Oddly enough, he liked the realist school in non-fantasy fiction, naming Balzac, Maupassant, and Zola, but believed that the French are best equipped to do this realism. His musical preferences: Victor Herbert, and old Negro cakewalk ditties. It took an average of three days for him to write a story.

Julius Schwartz wrote a monthly column, “The Science Fiction Eye” in those days, devoted mostly to the chatter about stories that were and were not coming out in the prozines in the near future. (In those days, the authors gave him lists of stories they had sold, and also lists of stories which had bean rejected by each magazine, which he cheerfully printed.) And any of those columns is enough to make a completist collector go wild. For instance, the May 1935 issue’s column tells of a science fiction series of novels in a magazine called True Gang Life, each of them written by Ralph Milne Farley in collaboration with some other stf writer like Palmer or E. Hoffmann Price. Weinbaum was supposed to be the collaborator in the Oct. 1935 issue. British SF of those days included S. Fowler Wright’s “War of 1938” in the Sunday Dispatch, and “Boys of 2035” by Carl Hagen in the Sunday Pictorial. And a woman’s magazine called Home, was publishing an SF serial by Geo. Worts, entitled “The Last Man On Earth”.

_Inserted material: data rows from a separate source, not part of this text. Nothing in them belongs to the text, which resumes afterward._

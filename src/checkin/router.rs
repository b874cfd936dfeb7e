use lambda_http::http::Method;
use lambda_http::{Body, Request, Response};
use tracing::{info, warn};

use crate::error::ApiError;
use crate::handlers::register::handle_register;
use crate::handlers::report::handle_checkin;
use crate::repo::fleet::DynamoFleetStore;
use blinky_backend::{Clock, IdGenerator};

/// Route a health check request (no store needed)
pub fn route_request_health(request_id: &str) -> Result<Response<Body>, ApiError> {
    handle_health(request_id)
}

/// Route an incoming request to the appropriate handler
///
/// Path-based routing for the device-facing API: normalizes trailing
/// slashes, matches on (method, path) tuples, 404s everything else.
pub async fn route_request(
    event: Request,
    request_id: &str,
    store: &DynamoFleetStore,
    clock: &dyn Clock,
    id_generator: &dyn IdGenerator,
) -> Result<Response<Body>, ApiError> {
    let method = event.method().clone();
    let path = normalize_path(event.uri().path());

    info!(
        request_id = %request_id,
        method = %method,
        path = %path,
        "Routing request"
    );

    match (&method, path.as_str()) {
        // Health check endpoint
        (&Method::GET, "/health") => handle_health(request_id),

        // Device registration endpoint
        (&Method::POST, "/register") => {
            handle_register(event, request_id, store, clock, id_generator).await
        }

        // Periodic telemetry endpoint
        (&Method::POST, "/checkin") => handle_checkin(event, request_id, store, clock).await,

        // Unknown route - return 404
        _ => {
            warn!(
                request_id = %request_id,
                method = %method,
                path = %path,
                "Unknown route"
            );
            handle_not_found(request_id, &method, &path)
        }
    }
}

/// Normalize a path by removing trailing slashes. The root path "/" is
/// preserved as-is.
fn normalize_path(path: &str) -> String {
    if path == "/" {
        return path.to_string();
    }

    path.trim_end_matches('/').to_string()
}

/// Handle health check requests
fn handle_health(request_id: &str) -> Result<Response<Body>, ApiError> {
    let body = serde_json::json!({
        "status": "healthy",
        "service": "checkin",
        "request_id": request_id
    });

    Response::builder()
        .status(200)
        .header("content-type", "application/json")
        .body(Body::from(body.to_string()))
        .map_err(|e| ApiError::Internal(format!("Failed to build response: {}", e)))
}

/// Handle 404 Not Found responses
fn handle_not_found(
    request_id: &str,
    method: &Method,
    path: &str,
) -> Result<Response<Body>, ApiError> {
    let body = serde_json::json!({
        "error": "NOT_FOUND",
        "message": format!("Route {} {} not found", method, path),
        "request_id": request_id
    });

    Response::builder()
        .status(404)
        .header("content-type", "application/json")
        .body(Body::from(body.to_string()))
        .map_err(|e| ApiError::Internal(format!("Failed to build response: {}", e)))
}

#[cfg(test)]
mod tests {
    use super::*;

    #[test]
    fn test_normalize_path_root() {
        assert_eq!(normalize_path("/"), "/");
    }

    #[test]
    fn test_normalize_path_no_trailing_slash() {
        assert_eq!(normalize_path("/register"), "/register");
        assert_eq!(normalize_path("/checkin"), "/checkin");
        assert_eq!(normalize_path("/health"), "/health");
    }

    #[test]
    fn test_normalize_path_with_trailing_slash() {
        assert_eq!(normalize_path("/register/"), "/register");
        assert_eq!(normalize_path("/checkin//"), "/checkin");
    }

    #[tokio::test]
    async fn test_handle_health() {
        let response = handle_health("test-req-123").unwrap();

        assert_eq!(response.status(), 200);
        assert_eq!(
            response.headers().get("content-type").unwrap(),
            "application/json"
        );

        let body = match response.body() {
            Body::Text(text) => text.clone(),
            _ => panic!("Expected text body"),
        };

        assert!(body.contains("healthy"));
        assert!(body.contains("test-req-123"));
        assert!(body.contains("checkin"));
    }

    #[tokio::test]
    async fn test_handle_not_found() {
        let response = handle_not_found("test-req-789", &Method::GET, "/unknown").unwrap();

        assert_eq!(response.status(), 404);

        let body = match response.body() {
            Body::Text(text) => text.clone(),
            _ => panic!("Expected text body"),
        };

        assert!(body.contains("NOT_FOUND"));
        assert!(body.contains("GET /unknown"));
        assert!(body.contains("test-req-789"));
    }
}
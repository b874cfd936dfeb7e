use lambda_http::{Body, Request, Response};
use serde::{Deserialize, Serialize};
use tracing::{info, warn};

use crate::error::ApiError;
use crate::repo::fleet::DynamoFleetStore;
use blinky_backend::shared::store::PolicyStore;
use blinky_backend::{
    validate_device_id, validate_device_name, validate_mac_address, Clock, DeviceConfig,
    IdGenerator,
};

/// Request payload for device registration.
///
/// A device may supply its own stable id (e.g. one burned into firmware); when
/// it does not, the backend assigns one and the device must persist it for
/// all subsequent check-ins.
#[derive(Debug, Clone, Serialize, Deserialize)]
pub struct RegisterRequest {
    /// Stable device identifier, assigned by the backend when absent
    #[serde(skip_serializing_if = "Option::is_none")]
    pub device_id: Option<String>,

    /// Optional human label for the strip
    #[serde(skip_serializing_if = "Option::is_none")]
    pub name: Option<String>,

    /// Initial animation mode; defaults to "solid"
    #[serde(skip_serializing_if = "Option::is_none")]
    pub mode: Option<String>,

    /// Hardware MAC address in format XX:XX:XX:XX:XX:XX
    pub mac: String,
}

/// Response payload for device registration
#[derive(Debug, Clone, Serialize, Deserialize)]
pub struct RegisterResponse {
    /// Registration status ("registered" for both new and existing devices)
    pub status: String,

    /// Device identifier the device must present on every check-in
    pub device_id: String,

    /// Whether the strip starts out enabled
    pub enabled: bool,

    /// Timestamp when the registration was processed (RFC3339 format)
    pub registered_at: String,
}

/// Handle device registration requests
///
/// Creates or overwrites the device's configuration record. A brand-new
/// device starts out following the current fleet-wide policy (enabled when no
/// directive has ever been issued); a re-registering device keeps its stored
/// enabled flag.
pub async fn handle_register(
    event: Request,
    request_id: &str,
    store: &DynamoFleetStore,
    clock: &dyn Clock,
    id_generator: &dyn IdGenerator,
) -> Result<Response<Body>, ApiError> {
    info!(request_id = %request_id, "Processing registration request");

    let body_bytes = match event.body() {
        Body::Text(text) => text.as_bytes(),
        Body::Binary(bytes) => bytes.as_slice(),
        Body::Empty => {
            return Err(ApiError::MissingField("request body".to_string()));
        }
    };

    let request: RegisterRequest = serde_json::from_slice(body_bytes).map_err(|e| {
        warn!(request_id = %request_id, error = %e, "Failed to parse request body");
        ApiError::Validation(blinky_backend::ValidationError::new(
            "body",
            format!("Invalid JSON: {}", e),
        ))
    })?;

    validate_mac_address(&request.mac)?;

    if let Some(device_id) = &request.device_id {
        validate_device_id(device_id)?;
    }

    if let Some(name) = &request.name {
        validate_device_name(name)?;
    }

    let device_id = match request.device_id {
        Some(device_id) => device_id,
        None => id_generator.uuid_v4(),
    };

    info!(
        request_id = %request_id,
        device_id = %device_id,
        mac = %request.mac,
        "Parsed registration request"
    );

    let existing = store.get_config(&device_id).await?;

    let enabled = match &existing {
        // Re-registration keeps the stored flag; a fleet-wide directive may
        // have flipped it since the device last booted
        Some(config) => config.enabled,
        None => match store.get_policy().await? {
            Some(policy) => policy.all_enabled,
            None => true,
        },
    };

    let config = DeviceConfig {
        device_id: device_id.clone(),
        name: request.name.or_else(|| existing.as_ref().and_then(|c| c.name.clone())),
        enabled,
        mode: request
            .mode
            .or_else(|| existing.map(|c| c.mode))
            .unwrap_or_else(|| "solid".to_string()),
    };

    store.put_config(&config).await?;

    let response = RegisterResponse {
        status: "registered".to_string(),
        device_id,
        enabled,
        registered_at: clock.now_rfc3339(),
    };

    let body = serde_json::to_string(&response)
        .map_err(|e| ApiError::Internal(format!("Failed to serialize response: {}", e)))?;

    Response::builder()
        .status(200)
        .header("content-type", "application/json")
        .body(Body::from(body))
        .map_err(|e| ApiError::Internal(format!("Failed to build response: {}", e)))
}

For a bit of prophetic defining, you can turn to the April 1935 issue, and read what Donald A. Wollheim had to say about the “third class” of impossible stories which are neither SF or weird in nature. He was writing this a couple of years before John W. Campbell, Jr. got together the first issue of Unknown. Remember:

“Pure fantasy is known to everyone in its juvenile version as fairy tales. But it does not stop at the juvenile. Unknown, apparently, to most people, it extends into adult fiction in an almost pure form in a few infrequent books and authors. While it is true that science fiction and weird fiction are also derived from tie juvenile fairy tale, it is equally true that their form and style have changed greatly. This is not so with pure fantasy. Pure fantasy is that branch of fantasy which, dealing with subjects recognisable as non-existent and entirely imaginary, is rendered plausible by the reader’s desire to consider it as such during the period of reading.”

Even back in those days, some science-fiction items came high. An advertisement in the June 1934 issue, offered Black Cat magazines at $1 per copy. On the other hand, Clark Ashton Smith was trying to get rid of new copies of “Ebony and Crystal”, a collection of his writings for $1, half the original price.

Incidentally, a true, all-out fan must have originally owned most of my copies of Fantasy Magazine. I got them second-hand, and the margins are liberally bedecked with comments like “true, true”, and even a subscription expiration notice in one copy has been faithfully preserved.